▶

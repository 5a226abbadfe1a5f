use std::sync::{Arc, Mutex};

use chrono::{DateTime, Duration, TimeZone, Utc};

use crate::workflows::scanning::{
    Clock, DocumentCommand, DocumentId, DocumentKey, DocumentRegistration, EnvelopeId,
    EventRecordError, EventRecorder, InMemoryEventLog, InMemoryScanStore, RecordedEvent,
    RegisterDocument, RegisterEnvelope, RetentionPolicy, ScanDocument, ScanDocumentService,
};

pub(super) const RETENTION_DAYS: u32 = 30;

pub(super) fn received_at() -> DateTime<Utc> {
    Utc.with_ymd_and_hms(2025, 6, 2, 8, 15, 0)
        .single()
        .expect("valid timestamp")
}

pub(super) fn later(days: i64) -> DateTime<Utc> {
    received_at() + Duration::days(days)
}

pub(super) fn envelope_id() -> EnvelopeId {
    EnvelopeId("env-2025-06-02-001".to_string())
}

pub(super) fn document_id() -> DocumentId {
    DocumentId("doc-0001".to_string())
}

pub(super) fn key() -> DocumentKey {
    DocumentKey::new(envelope_id(), document_id())
}

pub(super) fn registration() -> RegisterDocument {
    RegisterDocument {
        file_name: "sjp-plea-0001.pdf".to_string(),
        case_urn: Some("TFL123456".to_string()),
        pti_urn: None,
        prosecuting_authority: Some("TFL".to_string()),
        document_name: Some("SJP plea".to_string()),
        status_code: Some("SJPN".to_string()),
        notes: None,
    }
}

pub(super) fn registered_document() -> ScanDocument {
    crate::workflows::scanning::transition(
        &key(),
        None,
        DocumentCommand::Register(registration()),
        received_at(),
    )
    .expect("registers")
    .document
}

pub(super) fn envelope_registration(document_ids: &[&str]) -> RegisterEnvelope {
    RegisterEnvelope {
        envelope_id: envelope_id(),
        archive_file_name: "bulkscan-2025-06-02.zip".to_string(),
        extracted_at: received_at(),
        notes: None,
        documents: document_ids
            .iter()
            .map(|id| DocumentRegistration {
                document_id: DocumentId(id.to_string()),
                document: registration(),
            })
            .collect(),
    }
}

/// Clock that tests can move forward between commands.
#[derive(Debug)]
pub(super) struct SteppingClock {
    now: Mutex<DateTime<Utc>>,
}

impl SteppingClock {
    pub(super) fn at(now: DateTime<Utc>) -> Self {
        Self {
            now: Mutex::new(now),
        }
    }

    pub(super) fn set(&self, now: DateTime<Utc>) {
        *self.now.lock().expect("clock mutex poisoned") = now;
    }
}

impl Clock for SteppingClock {
    fn now(&self) -> DateTime<Utc> {
        *self.now.lock().expect("clock mutex poisoned")
    }
}

pub(super) type TestService = ScanDocumentService<InMemoryScanStore, InMemoryEventLog, SteppingClock>;

pub(super) fn build_service() -> (
    TestService,
    Arc<InMemoryScanStore>,
    Arc<InMemoryEventLog>,
    Arc<SteppingClock>,
) {
    let store = Arc::new(InMemoryScanStore::default());
    let events = Arc::new(InMemoryEventLog::default());
    let clock = Arc::new(SteppingClock::at(received_at()));
    let service = ScanDocumentService::new(
        store.clone(),
        events.clone(),
        clock.clone(),
        RetentionPolicy::new(RETENTION_DAYS),
    );
    (service, store, events, clock)
}

pub(super) struct UnavailableEventLog;

impl EventRecorder for UnavailableEventLog {
    fn append(&self, _batch: &[RecordedEvent]) -> Result<(), EventRecordError> {
        Err(EventRecordError::Unavailable("event store offline".to_string()))
    }
}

◀

◆ **Work to complete**: Your task is to transcribe the material, which must come out exactly as written.

◆ **Worked solution**:
repository 5a226abbadfe1a5f
use std::sync::{Arc, Mutex};

use chrono::{DateTime, Duration, TimeZone, Utc};

use crate::workflows::scanning::{
    Clock, DocumentCommand, DocumentId, DocumentKey, DocumentRegistration, EnvelopeId,
    EventRecordError, EventRecorder, InMemoryEventLog, InMemoryScanStore, RecordedEvent,
    RegisterDocument, RegisterEnvelope, RetentionPolicy, ScanDocument, ScanDocumentService,
};

pub(super) const RETENTION_DAYS: u32 = 30;

pub(super) fn received_at() -> DateTime<Utc> {
    Utc.with_ymd_and_hms(2025, 6, 2, 8, 15, 0)
        .single()
        .expect("valid timestamp")
}

pub(super) fn later(days: i64) -> DateTime<Utc> {
    received_at() + Duration::days(days)
}

pub(super) fn envelope_id() -> EnvelopeId {
    EnvelopeId("env-2025-06-02-001".to_string())
}

pub(super) fn document_id() -> DocumentId {
    DocumentId("doc-0001".to_string())
}

pub(super) fn key() -> DocumentKey {
    DocumentKey::new(envelope_id(), document_id())
}

pub(super) fn registration() -> RegisterDocument {
    RegisterDocument {
        file_name: "sjp-plea-0001.pdf".to_string(),
        case_urn: Some("TFL123456".to_string()),
        pti_urn: None,
        prosecuting_authority: Some("TFL".to_string()),
        document_name: Some("SJP plea".to_string()),
        status_code: Some("SJPN".to_string()),
        notes: None,
    }
}

pub(super) fn registered_document() -> ScanDocument {
    crate::workflows::scanning::transition(
        &key(),
        None,
        DocumentCommand::Register(registration()),
        received_at(),
    )
    .expect("registers")
    .document
}

pub(super) fn envelope_registration(document_ids: &[&str]) -> RegisterEnvelope {
    RegisterEnvelope {
        envelope_id: envelope_id(),
        archive_file_name: "bulkscan-2025-06-02.zip".to_string(),
        extracted_at: received_at(),
        notes: None,
        documents: document_ids
            .iter()
            .map(|id| DocumentRegistration {
                document_id: DocumentId(id.to_string()),
                document: registration(),
            })
            .collect(),
    }
}

/// Clock that tests can move forward between commands.
#[derive(Debug)]
pub(super) struct SteppingClock {
    now: Mutex<DateTime<Utc>>,
}

impl SteppingClock {
    pub(super) fn at(now: DateTime<Utc>) -> Self {
        Self {
            now: Mutex::new(now),
        }
    }

    pub(super) fn set(&self, now: DateTime<Utc>) {
        *self.now.lock().expect("clock mutex poisoned") = now;
    }
}

impl Clock for SteppingClock {
    fn now(&self) -> DateTime<Utc> {
        *self.now.lock().expect("clock mutex poisoned")
    }
}

pub(super) type TestService = ScanDocumentService<InMemoryScanStore, InMemoryEventLog, SteppingClock>;

pub(super) fn build_service() -> (
    TestService,
    Arc<InMemoryScanStore>,
    Arc<InMemoryEventLog>,
    Arc<SteppingClock>,
) {
    let store = Arc::new(InMemoryScanStore::default());
    let events = Arc::new(InMemoryEventLog::default());
    let clock = Arc::new(SteppingClock::at(received_at()));
    let service = ScanDocumentService::new(
        store.clone(),
        events.clone(),
        clock.clone(),
        RetentionPolicy::new(RETENTION_DAYS),
    );
    (service, store, events, clock)
}

pub(super) struct UnavailableEventLog;

impl EventRecorder for UnavailableEventLog {
    fn append(&self, _batch: &[RecordedEvent]) -> Result<(), EventRecordError> {
        Err(EventRecordError::Unavailable("event store offline".to_string()))
    }
}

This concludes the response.